Yuval Kogman wrote:
everyone gets to choose, and another thing I have in mind is the
Transactional role...
        DBI::Handle does Transactional;
To the STM rollbacker and type checker thingy this means that any IO
performed by DBI::Handle invoked code is OK - it can be reversed
using the Transactional interface it proposes.
Is this needed, when you can just;
  atomic {
     unsafeIO { $dbh.begin_work };

     unsafeIO { $dbh.do(...) };

     unsafeIO { $dbh.commit };
  } CATCH {
     $dbh.rollback;
  };
Why have STM like constructs if that's what you're going to do
anyway?
The point is to be able to compose unrelated atomic block into one
atomic action.
If we don't get some separation of concerns from STM we might as
well be using locks.

Sorry for the necro-equine flagellation, but I think STM would have to
support general nesting to be useful.  In fact I'd be highly surprised
if the Haskell STM implementation doesn't already support it.
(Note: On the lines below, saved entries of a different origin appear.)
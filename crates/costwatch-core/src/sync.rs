//! Background synchronization
//!
//! [`Synchronizer`] is the single fetch-and-replace path for all three
//! collections: on success the store snapshot is swapped wholesale, on
//! failure an ERROR entry is recorded and the stale snapshot stays
//! available. [`SyncScheduler`] drives it on independent cadences and
//! hands back an abortable [`SyncHandle`]; after shutdown no fetch can
//! complete, so a request that was in flight at teardown can never write
//! into a store afterwards.

use std::sync::Arc;
use std::time::Duration;
use tokio::task::JoinHandle;

use costwatch_api::CostApi;

use crate::activity::{ActivityKind, ActivityLog};
use crate::store::Stores;

/// Polling cadences per collection.
///
/// Alerts are the most time-sensitive, data sources the least; the
/// defaults keep the 15/30/60 ratio of the backend's expectations.
#[derive(Debug, Clone, Copy)]
pub struct SyncIntervals {
    pub alerts: Duration,
    pub checks: Duration,
    pub sources: Duration,
}

impl Default for SyncIntervals {
    fn default() -> Self {
        Self {
            alerts: Duration::from_secs(15),
            checks: Duration::from_secs(30),
            sources: Duration::from_secs(60),
        }
    }
}

impl SyncIntervals {
    /// With the alerts cadence
    #[inline]
    #[must_use]
    pub fn with_alerts(mut self, interval: Duration) -> Self {
        self.alerts = interval;
        self
    }

    /// With the checks cadence
    #[inline]
    #[must_use]
    pub fn with_checks(mut self, interval: Duration) -> Self {
        self.checks = interval;
        self
    }

    /// With the data-sources cadence
    #[inline]
    #[must_use]
    pub fn with_sources(mut self, interval: Duration) -> Self {
        self.sources = interval;
        self
    }
}

/// Fetch-and-replace for the three entity stores.
#[derive(Clone)]
pub struct Synchronizer {
    api: Arc<dyn CostApi>,
    stores: Stores,
    log: ActivityLog,
}

impl Synchronizer {
    /// Create a synchronizer over the given api handle, stores and log.
    #[must_use]
    pub fn new(api: Arc<dyn CostApi>, stores: Stores, log: ActivityLog) -> Self {
        Self { api, stores, log }
    }

    /// Re-fetch the checks collection and swap the snapshot.
    pub async fn refresh_checks(&self) {
        match self.api.list_checks().await {
            Ok(checks) => {
                tracing::debug!(count = checks.len(), "refreshed checks");
                self.stores.checks.replace(checks).await;
            }
            Err(e) => self
                .log
                .record(format!("Error fetching checks: {e}"), ActivityKind::Error),
        }
    }

    /// Re-fetch the alerts collection and swap the snapshot.
    pub async fn refresh_alerts(&self) {
        match self.api.list_alerts().await {
            Ok(alerts) => {
                tracing::debug!(count = alerts.len(), "refreshed alerts");
                self.stores.alerts.replace(alerts).await;
            }
            Err(e) => self.log.record(
                format!("Error fetching system alerts: {e}"),
                ActivityKind::Error,
            ),
        }
    }

    /// Re-fetch the data-sources collection and swap the snapshot.
    pub async fn refresh_sources(&self) {
        match self.api.list_data_sources().await {
            Ok(sources) => {
                tracing::debug!(count = sources.len(), "refreshed data sources");
                self.stores.sources.replace(sources).await;
            }
            Err(e) => self.log.record(
                format!("Error fetching data sources: {e}"),
                ActivityKind::Error,
            ),
        }
    }

    /// Refresh all three collections concurrently.
    pub async fn refresh_all(&self) {
        tokio::join!(
            self.refresh_checks(),
            self.refresh_alerts(),
            self.refresh_sources()
        );
    }
}

/// Handle over the running poll loops.
///
/// Shutting down (or dropping) aborts all loops; an in-flight fetch is
/// dropped at its next await point and cannot re-arm further refreshes.
#[derive(Debug)]
pub struct SyncHandle {
    tasks: Vec<JoinHandle<()>>,
}

impl SyncHandle {
    /// Cancel all poll loops.
    pub fn shutdown(mut self) {
        self.abort_all();
    }

    fn abort_all(&mut self) {
        for task in self.tasks.drain(..) {
            task.abort();
        }
    }
}

impl Drop for SyncHandle {
    fn drop(&mut self) {
        self.abort_all();
    }
}

/// Spawns the per-collection poll loops.
pub struct SyncScheduler;

impl SyncScheduler {
    /// Start polling. Each collection is fetched immediately, then on
    /// its own cadence.
    #[must_use]
    pub fn start(sync: Synchronizer, intervals: SyncIntervals) -> SyncHandle {
        tracing::info!(
            alerts_secs = intervals.alerts.as_secs_f64(),
            checks_secs = intervals.checks.as_secs_f64(),
            sources_secs = intervals.sources.as_secs_f64(),
            "starting sync scheduler"
        );

        let alerts = {
            let sync = sync.clone();
            tokio::spawn(async move {
                let mut ticker = tokio::time::interval(intervals.alerts);
                loop {
                    ticker.tick().await;
                    sync.refresh_alerts().await;
                }
            })
        };

        let checks = {
            let sync = sync.clone();
            tokio::spawn(async move {
                let mut ticker = tokio::time::interval(intervals.checks);
                loop {
                    ticker.tick().await;
                    sync.refresh_checks().await;
                }
            })
        };

        let sources = tokio::spawn(async move {
            let mut ticker = tokio::time::interval(intervals.sources);
            loop {
                ticker.tick().await;
                sync.refresh_sources().await;
            }
        });

        SyncHandle {
            tasks: vec![alerts, checks, sources],
        }
    }
}

#[cfg(test)]
mod tests {
    use super::*;
    use costwatch_api::CheckStatus;
    use costwatch_test_utils::{sample_alert, sample_check, MockApi, RecordedCall};

    fn synchronizer(api: Arc<MockApi>) -> (Synchronizer, Stores, ActivityLog) {
        let stores = Stores::new();
        let log = ActivityLog::new();
        let sync = Synchronizer::new(api, stores.clone(), log.clone());
        (sync, stores, log)
    }

    #[tokio::test]
    async fn refresh_replaces_snapshot_on_success() {
        let api = MockApi::new();
        api.seed_checks(vec![sample_check("chk-1", CheckStatus::Active)]);
        let (sync, stores, log) = synchronizer(api);

        sync.refresh_checks().await;

        assert_eq!(stores.checks.len().await, 1);
        assert!(log.is_empty());
    }

    #[tokio::test]
    async fn refresh_failure_keeps_stale_snapshot_and_logs() {
        let api = MockApi::new();
        api.seed_alerts(vec![sample_alert("a-1", "old alert")]);
        let (sync, stores, log) = synchronizer(api.clone());

        sync.refresh_alerts().await;
        assert_eq!(stores.alerts.len().await, 1);

        api.seed_alerts(vec![]);
        api.set_failure(500, "backend on fire");
        sync.refresh_alerts().await;

        // Stale-but-available over empty.
        assert_eq!(stores.alerts.len().await, 1);
        let latest = log.latest().unwrap();
        assert_eq!(latest.kind, ActivityKind::Error);
        assert!(latest.message.contains("backend on fire"));
    }

    #[tokio::test]
    async fn scheduler_fetches_immediately_and_keeps_polling() {
        let api = MockApi::new();
        let (sync, _stores, _log) = synchronizer(api.clone());

        let intervals = SyncIntervals::default()
            .with_alerts(Duration::from_millis(20))
            .with_checks(Duration::from_millis(500))
            .with_sources(Duration::from_millis(500));
        let handle = SyncScheduler::start(sync, intervals);

        tokio::time::sleep(Duration::from_millis(120)).await;
        handle.shutdown();

        assert!(api.call_count(&RecordedCall::ListAlerts) >= 2);
        assert_eq!(api.call_count(&RecordedCall::ListChecks), 1);
        assert_eq!(api.call_count(&RecordedCall::ListDataSources), 1);
    }

    #[tokio::test]
    async fn shutdown_stops_all_polling() {
        let api = MockApi::new();
        let (sync, _stores, _log) = synchronizer(api.clone());

        let intervals = SyncIntervals::default()
            .with_alerts(Duration::from_millis(10))
            .with_checks(Duration::from_millis(10))
            .with_sources(Duration::from_millis(10));
        let handle = SyncScheduler::start(sync, intervals);

        tokio::time::sleep(Duration::from_millis(60)).await;
        handle.shutdown();
        let calls_at_shutdown = api.calls().len();

        tokio::time::sleep(Duration::from_millis(100)).await;
        assert_eq!(api.calls().len(), calls_at_shutdown);
    }

    #[tokio::test]
    async fn dropping_the_handle_also_stops_polling() {
        let api = MockApi::new();
        let (sync, _stores, _log) = synchronizer(api.clone());

        let intervals = SyncIntervals::default()
            .with_alerts(Duration::from_millis(10))
            .with_checks(Duration::from_millis(10))
            .with_sources(Duration::from_millis(10));
        let handle = SyncScheduler::start(sync, intervals);

        tokio::time::sleep(Duration::from_millis(40)).await;
        drop(handle);
        let calls_at_drop = api.calls().len();

        tokio::time::sleep(Duration::from_millis(100)).await;
        assert_eq!(api.calls().len(), calls_at_drop);
    }
}
//! CostWatch CLI
//!
//! Thin operator surface over the console: simulate a provider
//! connection test, or poll a live backend and tail the activity log.

use anyhow::Context;
use clap::{value_parser, Arg, ArgAction, Command};
use std::collections::HashSet;
use std::time::{Duration, Instant};
use tracing_subscriber::EnvFilter;

use costwatch_core::{Console, ConsoleConfig, EntryId};
use costwatch_schema::{run_probe, ProbeConfig, ProviderKind, RawSourceInput};

fn cli() -> Command {
    Command::new("costwatch")
        .version("0.1.0")
        .about("Client console for a FinOps monitoring backend")
        .subcommand_required(true)
        .subcommand(
            Command::new("probe")
                .about("Simulate a provider connection test")
                .arg(
                    Arg::new("type")
                        .long("type")
                        .required(true)
                        .help("Provider wire name, e.g. SPLUNK_MOCK"),
                )
                .arg(
                    Arg::new("field")
                        .long("field")
                        .action(ArgAction::Append)
                        .value_name("KEY=VALUE")
                        .help("Raw form field, repeatable"),
                ),
        )
        .subcommand(
            Command::new("watch")
                .about("Poll a backend and tail the activity log")
                .arg(
                    Arg::new("base-url")
                        .long("base-url")
                        .default_value("http://localhost:8000")
                        .help("Backend base URL (no trailing /api)"),
                )
                .arg(
                    Arg::new("duration")
                        .long("duration")
                        .value_parser(value_parser!(u64))
                        .help("Stop after this many seconds (default: run until Ctrl-C)"),
                ),
        )
}

#[tokio::main]
async fn main() -> anyhow::Result<()> {
    tracing_subscriber::fmt()
        .with_env_filter(
            EnvFilter::try_from_default_env().unwrap_or_else(|_| EnvFilter::new("info")),
        )
        .init();

    match cli().get_matches().subcommand() {
        Some(("probe", matches)) => {
            let kind: ProviderKind = matches
                .get_one::<String>("type")
                .context("--type is required")?
                .parse()?;

            let mut input = RawSourceInput::new();
            if let Some(fields) = matches.get_many::<String>("field") {
                for raw in fields {
                    let (key, value) = raw
                        .split_once('=')
                        .with_context(|| format!("field '{raw}' is not KEY=VALUE"))?;
                    input = input.set(key, value);
                }
            }

            println!("probing {} ...", kind.label());
            match run_probe(kind, &input, ProbeConfig::default()).await {
                Ok(detail) => println!("ok: {detail}"),
                Err(failure) => println!("failed: {failure}"),
            }
            Ok(())
        }
        Some(("watch", matches)) => {
            let base_url = matches
                .get_one::<String>("base-url")
                .context("--base-url has a default")?
                .clone();
            let deadline = matches
                .get_one::<u64>("duration")
                .map(|secs| Instant::now() + Duration::from_secs(*secs));

            let mut console = Console::new(ConsoleConfig::new().with_base_url(base_url))?;
            console.start_sync();

            let mut printed: HashSet<EntryId> = HashSet::new();
            loop {
                tokio::select! {
                    _ = tokio::time::sleep(Duration::from_secs(2)) => {
                        // Oldest-first so the tail reads chronologically.
                        for entry in console.activity().entries().into_iter().rev() {
                            if printed.insert(entry.id) {
                                println!(
                                    "[{}] {:7} {}",
                                    entry.timestamp.format("%H:%M:%S"),
                                    entry.kind.as_str(),
                                    entry.message
                                );
                            }
                        }
                    }
                    _ = tokio::signal::ctrl_c() => break,
                }
                if deadline.is_some_and(|d| Instant::now() >= d) {
                    break;
                }
            }

            console.stop_sync();
            println!(
                "synced state: {} checks, {} alerts, {} data sources",
                console.stores().checks.len().await,
                console.stores().alerts.len().await,
                console.stores().sources.len().await,
            );
            Ok(())
        }
        _ => unreachable!("subcommand required"),
    }
}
We'll need this, because a "transparent" object persistence layer won't
want data to mismatch the database in the event of a rollback, as
Tangram takes some effort to ensure now in Perl 5.  So it will be doing
its own atomic { } stuff that will all "commit" to memory on the
successful database commit, or undo changes in the event of a rollback.

The end goal is to be able to give the DB layers enough hooks that we
can say a well written one Just Works™ in the face of atomic { }.

Does that seem relevant to the point you were making?

Sam.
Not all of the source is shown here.